ACTIVITY> Take the data below and filter it for lines containing the word "Función"; show each line found.

Saved data entries
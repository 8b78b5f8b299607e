use std::any::Any;
use std::sync::Arc;

/// Servicios compartidos que el builder inyecta en pasos `ServiceAware`.
///
/// Envuelve un valor de la aplicación (típicamente una struct con clientes y
/// repositorios). El paso lo recupera con su tipo concreto mediante `get`;
/// no es un localizador genérico de servicios.
#[derive(Clone)]
pub struct Services {
    inner: Arc<dyn Any + Send + Sync>,
}

impl Services {
    pub fn new<T: Any + Send + Sync>(services: T) -> Self {
        Self { inner: Arc::new(services) }
    }

    /// Acceso tipado. `None` si el tipo no coincide con el registrado.
    pub fn get<T: Any + Send + Sync>(&self) -> Option<&T> {
        self.inner.downcast_ref::<T>()
    }

    /// Indica si dos handles apuntan al mismo valor.
    pub fn same_as(&self, other: &Services) -> bool {
        Arc::ptr_eq(&self.inner, &other.inner)
    }
}

impl std::fmt::Debug for Services {
    fn fmt(&self, f: &mut std::fmt::Formatter<'_>) -> std::fmt::Result {
        f.write_str("Services { .. }")
    }
}

/// Capacidad de un paso para recibir servicios externos.
pub trait ServiceAware {
    fn set_services(&mut self, services: Services);
}
// Archivo: storage.rs
// Propósito: definir el contrato de almacenamiento clave/valor con dominio
// (`Storage`) que usan el contexto y el coordinador. Describe lo que deben
// implementar los backends (sesión, memoria, etc.). Las claves quedan
// implícitamente dentro del dominio activo.
use serde_json::Value as JsonValue;
use sha2::{Digest, Sha256};

use crate::errors::Result;

/// Deriva el dominio de almacenamiento de un alias de escenario. Función pura
/// y estable entre ejecuciones (hex de SHA-256).
pub fn domain_for(scenario_alias: &str) -> String {
    let mut hasher = Sha256::new();
    hasher.update(scenario_alias.as_bytes());
    format!("{:x}", hasher.finalize())
}

/// Función de lectura-modificación-escritura usada por `Storage::update`.
/// Recibe el valor actual (si existe) y devuelve el nuevo (`None` = borrar).
pub type UpdateFn<'a> = dyn FnMut(Option<JsonValue>) -> Result<Option<JsonValue>> + 'a;

/// Contrato mínimo del almacenamiento con dominio.
///
/// Todas las operaciones de datos actúan sobre el dominio fijado con
/// `initialize`; antes de eso deben fallar con `WizardError::Storage`.
/// `clear` elimina el espacio de nombres completo del dominio.
pub trait Storage: Send {
    /// Fija el dominio activo.
    fn initialize(&mut self, domain: &str);

    /// Dominio activo, si ya se inicializó.
    fn domain(&self) -> Option<&str>;

    fn get(&self, key: &str) -> Result<Option<JsonValue>>;

    fn has(&self, key: &str) -> Result<bool>;

    fn set(&mut self, key: &str, value: JsonValue) -> Result<()>;

    fn remove(&mut self, key: &str) -> Result<()>;

    /// Borra todo el dominio activo.
    fn clear(&mut self) -> Result<()>;

    /// Lectura con valor por defecto.
    fn get_or(&self, key: &str, default: JsonValue) -> Result<JsonValue> {
        Ok(self.get(key)?.unwrap_or(default))
    }

    /// Lectura-modificación-escritura. La implementación por defecto no es
    /// atómica; los backends compartidos entre peticiones deben
    /// sobreescribirla. Si `f` falla no se escribe nada.
    fn update(&mut self, key: &str, f: &mut UpdateFn<'_>) -> Result<()> {
        let current = self.get(key)?;
        match f(current)? {
            Some(value) => self.set(key, value),
            None => self.remove(key),
        }
    }
}
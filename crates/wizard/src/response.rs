// Archivo: response.rs
// Propósito: valor de respuesta/navegación que el motor devuelve a la capa
// de transporte. El motor no renderiza nada: `Content` lleva un cuerpo JSON
// opaco que el adaptador presenta como quiera.
use serde::{Deserialize, Serialize};
use serde_json::Value as JsonValue;

#[derive(Debug, Clone, PartialEq, Serialize, Deserialize)]
#[serde(tag = "type", rename_all = "lowercase")]
pub enum Response {
    /// Redirección a un destino navegable ya resuelto.
    Redirect { target: String },
    /// Contenido a mostrar (por ejemplo, el formulario de un paso).
    Content { status: u16, body: JsonValue },
}

impl Response {
    pub fn redirect(target: impl Into<String>) -> Self {
        Response::Redirect { target: target.into() }
    }

    pub fn content(status: u16, body: JsonValue) -> Self {
        Response::Content { status, body }
    }

    /// Atajo para contenido con estado 200.
    pub fn ok(body: JsonValue) -> Self {
        Response::content(200, body)
    }

    pub fn is_redirect(&self) -> bool {
        matches!(self, Response::Redirect { .. })
    }

    /// Destino de la redirección, `None` si es contenido.
    pub fn target_url(&self) -> Option<&str> {
        match self {
            Response::Redirect { target } => Some(target),
            Response::Content { .. } => None,
        }
    }
}
// Archivo: config.rs
// Propósito: configuración del coordinador (nombres de ruta por defecto).
use serde::{Deserialize, Serialize};

pub const DEFAULT_DISPLAY_ROUTE: &str = "wizard_display";
pub const DEFAULT_FORWARD_ROUTE: &str = "wizard_forward";

/// Rutas que usa el coordinador cuando el proceso no define las suyas.
#[derive(Debug, Clone, PartialEq, Eq, Serialize, Deserialize)]
pub struct WizardConfig {
    pub display_route: String,
    pub forward_route: String,
}

impl Default for WizardConfig {
    fn default() -> Self {
        Self { display_route: DEFAULT_DISPLAY_ROUTE.to_string(),
               forward_route: DEFAULT_FORWARD_ROUTE.to_string() }
    }
}

impl WizardConfig {
    /// Carga `.env` (si existe) y lee `WIZARD_DISPLAY_ROUTE` /
    /// `WIZARD_FORWARD_ROUTE`. Variables ausentes o vacías usan el valor por
    /// defecto.
    pub fn from_env() -> Self {
        dotenvy::dotenv().ok();
        let defaults = Self::default();
        Self { display_route: env_or("WIZARD_DISPLAY_ROUTE", defaults.display_route),
               forward_route: env_or("WIZARD_FORWARD_ROUTE", defaults.forward_route) }
    }
}

fn env_or(key: &str, default: String) -> String {
    std::env::var(key).ok().filter(|v| !v.trim().is_empty()).unwrap_or(default)
}
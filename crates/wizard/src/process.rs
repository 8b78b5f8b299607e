// Archivo: process.rs
// Propósito: el proceso construido para un escenario. Conjunto ordenado de
// pasos con nombre único más la política del escenario (rutas, destino de
// salida y validador). Se construye en cada invocación y no se persiste: en
// el almacenamiento sólo se guarda la posición del usuario.
use std::sync::Arc;

use indexmap::IndexMap;

use crate::errors::{Result, WizardError};
use crate::routing::RouteParams;
use crate::step::Step;
use crate::validator::ProcessValidator;

#[derive(Clone, Debug, Default)]
pub struct Process {
    scenario_alias: String,
    /// Orden de inserción = orden de recorrido.
    steps: IndexMap<String, Arc<dyn Step>>,
    display_route: Option<String>,
    forward_route: Option<String>,
    redirect: Option<String>,
    redirect_params: RouteParams,
    validator: Option<ProcessValidator>,
}

impl Process {
    pub fn new() -> Self {
        Self::default()
    }

    pub fn scenario_alias(&self) -> &str {
        &self.scenario_alias
    }

    pub fn set_scenario_alias(&mut self, alias: impl Into<String>) {
        self.scenario_alias = alias.into();
    }

    pub fn steps(&self) -> &IndexMap<String, Arc<dyn Step>> {
        &self.steps
    }

    /// Reemplaza todos los pasos respetando el orden de iteración. Claves
    /// repetidas colapsan: gana el último valor y se conserva la primera
    /// posición.
    pub fn set_steps<I>(&mut self, steps: I)
        where I: IntoIterator<Item = (String, Box<dyn Step>)>
    {
        let mut staged: IndexMap<String, Box<dyn Step>> = IndexMap::new();
        for (name, step) in steps {
            staged.insert(name, step);
        }
        self.steps = staged.into_iter()
                           .map(|(name, mut step)| {
                               step.set_name(&name);
                               (name, Arc::from(step))
                           })
                           .collect();
    }

    /// Pasos en orden de recorrido.
    pub fn ordered_steps(&self) -> Vec<Arc<dyn Step>> {
        self.steps.values().cloned().collect()
    }

    /// Añade un paso al final. Falla si el nombre ya existe.
    pub fn add_step(&mut self, name: &str, mut step: Box<dyn Step>) -> Result<()> {
        if self.steps.contains_key(name) {
            return Err(WizardError::DuplicateStep(name.to_string()));
        }
        step.set_name(name);
        self.steps.insert(name.to_string(), Arc::from(step));
        Ok(())
    }

    pub fn remove_step(&mut self, name: &str) -> Result<()> {
        self.steps
            .shift_remove(name)
            .map(|_| ())
            .ok_or_else(|| WizardError::StepNotFound(name.to_string()))
    }

    pub fn has_step(&self, name: &str) -> bool {
        self.steps.contains_key(name)
    }

    pub fn index_of(&self, name: &str) -> Option<usize> {
        self.steps.get_index_of(name)
    }

    pub fn step_by_name(&self, name: &str) -> Result<&Arc<dyn Step>> {
        self.steps
            .get(name)
            .ok_or_else(|| WizardError::StepNotFound(name.to_string()))
    }

    pub fn step_by_index(&self, index: usize) -> Result<&Arc<dyn Step>> {
        self.steps
            .get_index(index)
            .map(|(_, step)| step)
            .ok_or_else(|| WizardError::StepNotFound(format!("índice {}", index)))
    }

    pub fn first_step(&self) -> Result<&Arc<dyn Step>> {
        self.steps.first().map(|(_, step)| step).ok_or(WizardError::EmptyProcess)
    }

    pub fn last_step(&self) -> Result<&Arc<dyn Step>> {
        self.steps.last().map(|(_, step)| step).ok_or(WizardError::EmptyProcess)
    }

    pub fn count_steps(&self) -> usize {
        self.steps.len()
    }

    pub fn display_route(&self) -> Option<&str> {
        self.display_route.as_deref()
    }

    pub fn set_display_route(&mut self, route: impl Into<String>) {
        self.display_route = Some(route.into());
    }

    pub fn forward_route(&self) -> Option<&str> {
        self.forward_route.as_deref()
    }

    pub fn set_forward_route(&mut self, route: impl Into<String>) {
        self.forward_route = Some(route.into());
    }

    /// Destino de salida al completar el último paso.
    pub fn redirect(&self) -> Option<&str> {
        self.redirect.as_deref()
    }

    pub fn set_redirect(&mut self, redirect: impl Into<String>) {
        self.redirect = Some(redirect.into());
    }

    pub fn redirect_params(&self) -> &RouteParams {
        &self.redirect_params
    }

    pub fn set_redirect_params(&mut self, params: RouteParams) {
        self.redirect_params = params;
    }

    pub fn validator(&self) -> Option<&ProcessValidator> {
        self.validator.as_ref()
    }

    pub fn set_validator(&mut self, validator: ProcessValidator) {
        self.validator = Some(validator);
    }
}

ANSWER BOX>
/// Deriva el dominio de almacenamiento de un alias de escenario. Función pura
/// Función de lectura-modificación-escritura usada por `Storage::update`.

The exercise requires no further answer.